I want to select rows from a dask dataframe based on a list of indices. How can I do that?
Example: Let\'s say, I have the following dask dataframe. <
Edit: dask now supports loc on lists:
ddf_selected = ddf.loc[indices_i_want_to_select]
The following should still work, but is not necessary anymore:
import pandas as pd
import dask.dataframe as dd
#generate example dataframe
pdf = pd.DataFrame(dict(A = [1,2,3,4,5], B = [6,7,8,9,0]), index=['i1', 'i2', 'i3', 4, 5])
ddf = dd.from_pandas(pdf, npartitions = 2)

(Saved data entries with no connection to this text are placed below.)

//! SPI transport abstraction
//!
//! The display only ever receives data, so the transport is write-only:
//! one call frames one chip-select assertion.

/// Byte transport to the display controller
///
/// Opening a transport is board specific (taking ownership of the SPI
/// peripheral and pins) and happens in the board crate's constructor.
pub trait Transport {
    /// Error type for transport operations
    type Error;

    /// Apply bus settings
    ///
    /// Called once at startup. A failure here is fatal to the firmware.
    fn configure(&mut self, config: &TransportConfig) -> Result<(), Self::Error>;

    /// Send one command buffer
    ///
    /// Chip select is asserted for the whole buffer and released afterwards.
    fn send(&mut self, bytes: &[u8]) -> Result<(), Self::Error>;
}

impl<T: Transport + ?Sized> Transport for &mut T {
    type Error = T::Error;

    fn configure(&mut self, config: &TransportConfig) -> Result<(), Self::Error> {
        T::configure(self, config)
    }

    fn send(&mut self, bytes: &[u8]) -> Result<(), Self::Error> {
        T::send(self, bytes)
    }
}

/// Transport configuration
#[derive(Debug, Clone, Copy, PartialEq, Eq)]
#[cfg_attr(feature = "defmt", derive(defmt::Format))]
pub struct TransportConfig {
    /// Clock frequency in Hz
    pub frequency_hz: u32,
    /// Clock polarity and phase
    pub mode: Mode,
    /// Bit order on the wire
    pub bit_order: BitOrder,
    /// Delay between asserting chip select and the first clock (µs)
    pub cs_setup_us: u16,
    /// Delay between the last clock and releasing chip select (µs)
    pub cs_hold_us: u16,
}

impl Default for TransportConfig {
    fn default() -> Self {
        // Same as the CH347 USB bridge setup: mode 3, clock index 3 (7.5 MHz),
        // LSB first, 2 us chip-select setup and hold
        Self {
            frequency_hz: 7_500_000,
            mode: Mode::Mode3,
            bit_order: BitOrder::LsbFirst,
            cs_setup_us: 2,
            cs_hold_us: 2,
        }
    }
}

/// Bit order of each transferred byte
#[derive(Debug, Clone, Copy, PartialEq, Eq, Default)]
#[cfg_attr(feature = "defmt", derive(defmt::Format))]
pub enum BitOrder {
    /// Most significant bit first
    MsbFirst,
    /// Least significant bit first (VFD controllers)
    #[default]
    LsbFirst,
}

/// SPI clock polarity
#[derive(Debug, Clone, Copy, PartialEq, Eq)]
#[cfg_attr(feature = "defmt", derive(defmt::Format))]
pub enum Polarity {
    /// Clock idles low (CPOL=0)
    IdleLow,
    /// Clock idles high (CPOL=1)
    IdleHigh,
}

/// SPI clock phase
#[derive(Debug, Clone, Copy, PartialEq, Eq)]
#[cfg_attr(feature = "defmt", derive(defmt::Format))]
pub enum Phase {
    /// Data captured on first clock transition (CPHA=0)
    CaptureOnFirstTransition,
    /// Data captured on second clock transition (CPHA=1)
    CaptureOnSecondTransition,
}

/// SPI mode (combined polarity and phase)
#[derive(Debug, Clone, Copy, PartialEq, Eq, Default)]
#[cfg_attr(feature = "defmt", derive(defmt::Format))]
pub enum Mode {
    /// Mode 0: CPOL=0, CPHA=0
    Mode0,
    /// Mode 1: CPOL=0, CPHA=1
    Mode1,
    /// Mode 2: CPOL=1, CPHA=0
    Mode2,
    /// Mode 3: CPOL=1, CPHA=1
    #[default]
    Mode3,
}

impl Mode {
    /// Mode from its conventional number (0-3)
    pub const fn from_number(n: u8) -> Option<Self> {
        match n {
            0 => Some(Mode::Mode0),
            1 => Some(Mode::Mode1),
            2 => Some(Mode::Mode2),
            3 => Some(Mode::Mode3),
            _ => None,
        }
    }
}

impl From<Mode> for (Polarity, Phase) {
    fn from(mode: Mode) -> Self {
        match mode {
            Mode::Mode0 => (Polarity::IdleLow, Phase::CaptureOnFirstTransition),
            Mode::Mode1 => (Polarity::IdleLow, Phase::CaptureOnSecondTransition),
            Mode::Mode2 => (Polarity::IdleHigh, Phase::CaptureOnFirstTransition),
            Mode::Mode3 => (Polarity::IdleHigh, Phase::CaptureOnSecondTransition),
        }
    }
}

#[cfg(test)]
mod tests {
    use super::*;

    #[test]
    fn test_mode_from_number() {
        assert_eq!(Mode::from_number(0), Some(Mode::Mode0));
        assert_eq!(Mode::from_number(3), Some(Mode::Mode3));
        assert_eq!(Mode::from_number(4), None);
    }

    #[test]
    fn test_mode3_polarity_phase() {
        let (pol, pha): (Polarity, Phase) = Mode::Mode3.into();
        assert_eq!(pol, Polarity::IdleHigh);
        assert_eq!(pha, Phase::CaptureOnSecondTransition);
    }

    #[test]
    fn test_default_matches_bridge_settings() {
        let cfg = TransportConfig::default();
        assert_eq!(cfg.frequency_hz, 7_500_000);
        assert_eq!(cfg.mode, Mode::Mode3);
        assert_eq!(cfg.bit_order, BitOrder::LsbFirst);
        assert_eq!(cfg.cs_setup_us, 2);
        assert_eq!(cfg.cs_hold_us, 2);
    }
}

#list of indices I want to select
l = ['i1', 4, 5]
#generate new dask dataframe containing only the specified indices
ddf_selected = ddf.map_partitions(lambda x: x[x.index.isin(l)], meta = ddf.dtypes)
Using dask version '1.2.0' results with an error due to the mixed index type.

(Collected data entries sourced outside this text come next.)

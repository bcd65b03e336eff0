//! Configuration types
//!
//! Board-agnostic configuration structures plus the parser for the
//! embedded `display.toml`.

pub mod parse;
pub mod types;

pub use parse::{parse_config, ParseError};
pub use types::*;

in any case there is an option to use loc.
import pandas as pd
import dask.dataframe as dd
#generate example dataframe
pdf = pd.DataFrame(dict(A = [1,2,3,4,5], B = [6,7,8,9,0]), index=['i1', 'i2', 'i3', '4', '5'])
ddf = dd.from_pandas(pdf, npartitions = 2,)
# #list of indices I want to select
l = ['i1', '4', '5']
# #generate new dask dataframe containing only the specified indices
# ddf_selected = ddf.map_partitions(lambda x: x[x.index.isin(l)], meta = ddf.dtypes)
ddf_selected = ddf.loc[l]
ddf_selected.head()